When I consult on a house, one of the things I am looking for is how the bedroom is decorated in relation to the rest of the house. For each person, the bedroom is their private area. How you maintain your personal and private space indicates how you treat yourself as relative to how you treat the rest of the world. If I see beautiful, elegant furnishings in the living room, dining room and family room, but find a master bedroom filled with second–hand furniture found at a yard sale, battered and uncared for, I comment on it, "It would appear that you are taking care of everyone but yourself. My advice is to take as good care of yourself as you would take of others. This will help you be around for a long time to share your life with those you care about."
Of prime importance is the placement of the bed in any bedroom, especially in the master bedroom (see figs. 16 and 17).

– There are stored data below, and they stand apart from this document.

//! Domain layer - Core game rules with no I/O
//!
//! This layer contains:
//! - Entities: Player and the closed set of roles
//! - Value Objects: ids, factions, statuses, ballots, settings
//! - Aggregates: Game aggregate root
//! - Domain Events: the per-game timeline
//! - Domain Services: role assignment, vote tally, win evaluation

pub mod aggregates;
pub mod entities;
pub mod errors;
pub mod events;
pub mod services;
pub mod value_objects;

In some systems of Feng Shui, the Feng Shui expert works with compass directions, determining which direction is lucky or unlucky for the individual(s) who sleep in this room. But, before you can consider the directions, it is necessary to inspect the layout of the room. Here are the rules for bed placement.

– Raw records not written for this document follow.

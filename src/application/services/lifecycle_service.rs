//! Game lifecycle service - Keyed registry of running games
//!
//! The orchestrator addresses games by `GameId`; this service owns one engine
//! per id and removes it again once the game is finalized or aborted. Each
//! engine sits behind its own mutex so phases of different games run
//! independently, while the cancellation token is kept outside the mutex so
//! that an abort can reach a game whose phase is still in flight.

use std::collections::{HashMap, HashSet};
use std::sync::Arc;

use async_trait::async_trait;
use rand::rngs::StdRng;
use rand::SeedableRng;
use tokio::sync::{Mutex, RwLock};
use tokio_util::sync::CancellationToken;

use crate::application::dto::{GameReport, RosterEntry};
use crate::application::ports::inbound::GameLifecycleUseCase;
use crate::application::ports::outbound::MessagingPort;
use crate::application::services::game_engine::GameEngine;
use crate::domain::aggregates::Game;
use crate::domain::entities::Player;
use crate::domain::errors::GameError;
use crate::domain::services::parse_role_counts;
use crate::domain::value_objects::{GameId, GameSettings, PlayerId};

struct ManagedGame {
    engine: Arc<Mutex<GameEngine>>,
    cancel: CancellationToken,
}

pub struct GameLifecycleService {
    games: RwLock<HashMap<GameId, ManagedGame>>,
    messenger: Arc<dyn MessagingPort>,
    settings: GameSettings,
    /// Fixed seed for every game's random source, for reproducible runs
    seed: Option<u64>,
}

impl GameLifecycleService {
    pub fn new(messenger: Arc<dyn MessagingPort>, settings: GameSettings) -> Self {
        Self {
            games: RwLock::new(HashMap::new()),
            messenger,
            settings,
            seed: None,
        }
    }

    pub fn with_seed(mut self, seed: Option<u64>) -> Self {
        self.seed = seed;
        self
    }

    pub async fn active_games(&self) -> Vec<GameId> {
        self.games.read().await.keys().copied().collect()
    }

    fn validate_roster(&self, roster: &[RosterEntry], host_id: PlayerId) -> Result<(), GameError> {
        if roster.len() < self.settings.min_players {
            return Err(GameError::NotEnoughPlayers {
                required: self.settings.min_players,
                actual: roster.len(),
            });
        }
        if roster.len() > self.settings.max_players {
            return Err(GameError::TooManyPlayers {
                allowed: self.settings.max_players,
                actual: roster.len(),
            });
        }

        let mut seen = HashSet::new();
        for entry in roster {
            if !seen.insert(entry.id) {
                return Err(GameError::DuplicatePlayer(entry.id));
            }
        }
        if !seen.contains(&host_id) {
            return Err(GameError::PlayerNotFound(host_id));
        }
        Ok(())
    }

    fn new_rng(&self) -> StdRng {
        match self.seed {
            Some(seed) => StdRng::seed_from_u64(seed),
            None => StdRng::from_entropy(),
        }
    }

    async fn engine(&self, game_id: GameId) -> Result<Arc<Mutex<GameEngine>>, GameError> {
        self.games
            .read()
            .await
            .get(&game_id)
            .map(|managed| managed.engine.clone())
            .ok_or(GameError::GameNotFound(game_id))
    }

    async fn remove(&self, game_id: GameId) -> Option<ManagedGame> {
        self.games.write().await.remove(&game_id)
    }
}

#[async_trait]
impl GameLifecycleUseCase for GameLifecycleService {
    async fn start_game(
        &self,
        roster: Vec<RosterEntry>,
        host_id: PlayerId,
        role_counts: Vec<(String, usize)>,
    ) -> Result<GameId, GameError> {
        self.validate_roster(&roster, host_id)?;
        let requested = parse_role_counts(&role_counts)?;

        // The host always takes the first seat
        let (host, others): (Vec<RosterEntry>, Vec<RosterEntry>) =
            roster.into_iter().partition(|entry| entry.id == host_id);
        let players = host
            .into_iter()
            .chain(others)
            .map(|entry| Player::new(entry.id, entry.name))
            .collect();

        let game_id = GameId::new();
        let game = Game::new(game_id, host_id, players, requested);
        let cancel = CancellationToken::new();
        let mut engine = GameEngine::new(
            game,
            self.messenger.clone(),
            self.settings.clone(),
            self.new_rng(),
            cancel.clone(),
        );
        engine.start().await?;

        self.games.write().await.insert(
            game_id,
            ManagedGame {
                engine: Arc::new(Mutex::new(engine)),
                cancel,
            },
        );
        tracing::info!(game_id = %game_id, host_id = %host_id, "Game registered");
        Ok(game_id)
    }

    async fn advance_night(&self, game_id: GameId) -> Result<(), GameError> {
        let engine = self.engine(game_id).await?;
        let mut engine = engine.lock().await;
        engine.advance_night().await
    }

    async fn advance_day(&self, game_id: GameId) -> Result<(), GameError> {
        let engine = self.engine(game_id).await?;
        let mut engine = engine.lock().await;
        engine.advance_day().await
    }

    async fn check_win(&self, game_id: GameId) -> Result<bool, GameError> {
        let engine = self.engine(game_id).await?;
        let mut engine = engine.lock().await;
        Ok(engine.check_win())
    }

    async fn finalize(&self, game_id: GameId) -> Result<GameReport, GameError> {
        let engine = self.engine(game_id).await?;
        let report = engine.lock().await.finalize().await?;
        self.remove(game_id).await;
        Ok(report)
    }

    async fn abort(&self, game_id: GameId) -> Result<(), GameError> {
        let managed = self
            .remove(game_id)
            .await
            .ok_or(GameError::GameNotFound(game_id))?;
        managed.cancel.cancel();
        tracing::info!(game_id = %game_id, "Game aborted");
        Ok(())
    }

    async fn run_to_completion(&self, game_id: GameId) -> Result<GameReport, GameError> {
        let engine = self.engine(game_id).await?;
        let report = engine.lock().await.run().await?;
        self.remove(game_id).await;
        Ok(report)
    }
}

Master Bedroom Bed Placement
Rule #1: One should not sleep with one’s feet pointing out the door. There is an old saying that when a person dies, they are carried out feet first; so, sleeping with your feet pointing out the door is considered bad for your health. The door referred to here is the main door, not a bathroom door or a patio door.

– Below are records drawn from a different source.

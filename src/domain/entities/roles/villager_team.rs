use crate::domain::errors::GameError;
use crate::domain::value_objects::PlayerId;

use super::{take_revenge, HookContext, NightAction, NightReport, RoleBehavior};

/// Ordinary villager, also the padding role for short requests
pub struct Villager;

impl RoleBehavior for Villager {}

/// Clairvoyant: divines one living player each night
pub struct Seer;

impl RoleBehavior for Seer {
    fn night_action(&self) -> Option<NightAction> {
        Some(NightAction::Divine)
    }

    fn on_night_action(
        &self,
        ctx: &mut HookContext<'_>,
        target: Option<PlayerId>,
    ) -> Result<Option<NightReport>, GameError> {
        let Some(target) = target else {
            return Ok(None);
        };
        let revealed = ctx.game.fortune_check(ctx.subject, target, &mut *ctx.rng)?;
        Ok(Some(NightReport::Divined { target, revealed }))
    }
}

/// Protector: shields one living player each night
pub struct Hunter;

impl RoleBehavior for Hunter {
    fn night_action(&self) -> Option<NightAction> {
        Some(NightAction::Guard)
    }

    fn on_night_action(
        &self,
        ctx: &mut HookContext<'_>,
        target: Option<PlayerId>,
    ) -> Result<Option<NightReport>, GameError> {
        let Some(target) = target else {
            return Ok(None);
        };
        ctx.game.protect(ctx.subject, target)?;
        Ok(Some(NightReport::Guarded { target }))
    }
}

/// Mind-reader: learns what the last executed player was
pub struct Medium;

impl RoleBehavior for Medium {
    fn night_action(&self) -> Option<NightAction> {
        Some(NightAction::Medium)
    }

    fn on_night_action(
        &self,
        ctx: &mut HookContext<'_>,
        _target: Option<PlayerId>,
    ) -> Result<Option<NightReport>, GameError> {
        let reading = ctx.game.read_last_executed(ctx.subject)?;
        Ok(reading.map(|(target, revealed)| NightReport::MediumRead { target, revealed }))
    }
}

/// Announces fresh bread every morning while alive
pub struct Bakery;

impl RoleBehavior for Bakery {}

/// Villager that drags a random survivor along when executed
pub struct Nekomata;

impl RoleBehavior for Nekomata {
    fn on_executed(&self, ctx: &mut HookContext<'_>) -> Result<(), GameError> {
        take_revenge(ctx)
    }
}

Cure: Move the bed to a new position. Or, if it is not possible to move the bed, then hang a prismatic crystal over the door into the bedroom. The crystal should be visible from the bed. This will disburse the negative Qi and keep your feet (and the rest of you) in your bed until you want to get up.
Rule #2: One should not sleep with one’s feet pointing at a mirror. Some believe that the soul travels at night while we are sleeping. But if the soul, while leaving the body, should see it’s reflection in a mirror, it may become frightened and leave for good. A mirror behind the bed, above the bed or beside the bed is considered acceptable—it is only when the feet of the sleeper point toward a mirror that it is considered unlucky.
Cure: The best cure is to move either the bed or the mirror. If it is not possible to move the bed or the mirror, a prismatic crystal can be used. If the mirror is part of a dresser, then crystal bottles (like perfume bottles) can sit on the dresser in front of the mirror. The crystal helps break up the Qi reflected by the mirror. Hang the crystal from a string and attach the string to the back of the dresser, allowing the crystal to drape over in front of the mirror. If the mirror is part of mirrored closet doors, it is sufficient to hang a single prismatic crystal in front of the doors. The crystal should be hung so it does not impede the opening of the doors. Again, this will help balance the flow of Qi and stop negative Qi.
Rule #3: From a reclining position, one should not be able to see a toilet. In general, the energy of the commode is considered unlucky but if one can see it while lying in bed it has an even stronger negative effect. It is believed to cause stomach and intestinal problems.
Cure: The best cure is to move the bed. If moving the bed is not an option, then keep the bathroom door closed—or at least keep the door closed enough to prevent a view of the commode. If an individual who sleeps in the room has a history of stomach or intestinal problems, it may be necessary to hang a small mirror (four inches in diameter or less) above the bathroom door facing into the bathroom. This mirror can be a simple, round mirror, or part of some decorative arrangement. This will help to keep the negative bathroom energy contained.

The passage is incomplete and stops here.